◆ **ABOUT THIS EXERCISE**: Output range, inclusive: from the line containing "camera.validate()?;" to the line containing "start.elapsed()". Restate those lines from the data below word for word and only those.

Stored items
☆ ☆ ☆

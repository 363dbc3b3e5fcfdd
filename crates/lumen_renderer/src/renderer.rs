//! Render driver: camera rays in, pixels out.
//!
//! Buckets are traced in parallel against the shared scene; their pixels
//! are written to the sink sequentially once every bucket has finished.

use std::time::Instant;

use crate::bucket::{generate_buckets, render_bucket, BucketResult, DEFAULT_BUCKET_SIZE};
use crate::{Camera, PixelSink, RayTracer, RenderError, RenderResult};
use crate::{MAX_CALC_COLOR_LEVEL, MIN_CALC_COLOR_K};
use lumen_core::Scene;
use lumen_math::Color;
use rand::rngs::StdRng;
use rand::SeedableRng;
use rayon::prelude::*;

/// Render configuration.
#[derive(Debug, Clone)]
pub struct RenderConfig {
    /// Maximum recursion level for reflection/refraction
    pub max_level: u32,
    /// Attenuation below which a branch is no longer traced
    pub min_k: f64,
    /// Bucket edge length in pixels
    pub bucket_size: u32,
    /// Worker threads; `None` uses rayon's global pool
    pub threads: Option<usize>,
}

impl Default for RenderConfig {
    fn default() -> Self {
        Self {
            max_level: MAX_CALC_COLOR_LEVEL,
            min_k: MIN_CALC_COLOR_K,
            bucket_size: DEFAULT_BUCKET_SIZE,
            threads: None,
        }
    }
}

/// Color of pixel `(x, y)`: the average over the camera's rays.
///
/// Jittered samples come from a generator seeded with the pixel index, so
/// a render is reproducible regardless of thread scheduling.
pub fn render_pixel(
    camera: &Camera,
    tracer: &RayTracer<'_>,
    x: u32,
    y: u32,
) -> RenderResult<Color> {
    let seed = y as u64 * camera.image_width as u64 + x as u64;
    let mut rng = StdRng::seed_from_u64(seed);

    let rays = camera.construct_rays(x, y, &mut rng)?;
    let count = rays.len() as f64;

    let mut pixel_color = Color::BLACK;
    for ray in &rays {
        pixel_color += tracer.trace_ray(ray)?;
    }

    Ok(pixel_color.reduce(count))
}

/// Render `scene` through `camera` into `sink`.
///
/// Every pixel of the sink is written exactly once. The sink is not
/// flushed; that is left to the caller.
pub fn render<S: PixelSink + ?Sized>(
    camera: &Camera,
    scene: &Scene,
    sink: &mut S,
    config: &RenderConfig,
) -> RenderResult<()> {
    camera.validate()?;
    if sink.width() != camera.image_width || sink.height() != camera.image_height {
        return Err(RenderError::ResolutionMismatch {
            width: camera.image_width,
            height: camera.image_height,
            sink_width: sink.width(),
            sink_height: sink.height(),
        });
    }

    let tracer = RayTracer::new(scene)
        .with_max_level(config.max_level)
        .with_min_k(config.min_k);
    let buckets = generate_buckets(camera.image_width, camera.image_height, config.bucket_size);

    log::info!(
        "Rendering '{}' at {}x{} ({} samples/pixel, {} buckets)",
        scene.name(),
        camera.image_width,
        camera.image_height,
        camera.samples_per_pixel(),
        buckets.len()
    );
    let start = Instant::now();

    let trace_all = || {
        buckets
            .par_iter()
            .map(|bucket| render_bucket(bucket, camera, &tracer))
            .collect::<RenderResult<Vec<BucketResult>>>()
    };

    let results = match config.threads {
        Some(threads) => rayon::ThreadPoolBuilder::new()
            .num_threads(threads)
            .build()?
            .install(trace_all)?,
        None => trace_all()?,
    };

    for result in &results {
        for ((x, y), color) in result.iter() {
            sink.write_pixel(x, y, color)?;
        }
    }

    log::info!(
        "Rendered {} pixels in {:.2?}",
        camera.image_width as u64 * camera.image_height as u64,
        start.elapsed()
    );
    Ok(())
}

☆ ☆ ☆

◆ **THE COMPLETED TASK**:
    camera.validate()?;
    if sink.width() != camera.image_width || sink.height() != camera.image_height {
        return Err(RenderError::ResolutionMismatch {
            width: camera.image_width,
            height: camera.image_height,
            sink_width: sink.width(),
            sink_height: sink.height(),
        });
    }

    let tracer = RayTracer::new(scene)
        .with_max_level(config.max_level)
        .with_min_k(config.min_k);
    let buckets = generate_buckets(camera.image_width, camera.image_height, config.bucket_size);

    log::info!(
        "Rendering '{}' at {}x{} ({} samples/pixel, {} buckets)",
        scene.name(),
        camera.image_width,
        camera.image_height,
        camera.samples_per_pixel(),
        buckets.len()
    );
    let start = Instant::now();

    let trace_all = || {
        buckets
            .par_iter()
            .map(|bucket| render_bucket(bucket, camera, &tracer))
            .collect::<RenderResult<Vec<BucketResult>>>()
    };

    let results = match config.threads {
        Some(threads) => rayon::ThreadPoolBuilder::new()
            .num_threads(threads)
            .build()?
            .install(trace_all)?,
        None => trace_all()?,
    };

    for result in &results {
        for ((x, y), color) in result.iter() {
            sink.write_pixel(x, y, color)?;
        }
    }

    log::info!(
        "Rendered {} pixels in {:.2?}",
        camera.image_width as u64 * camera.image_height as u64,
        start.elapsed()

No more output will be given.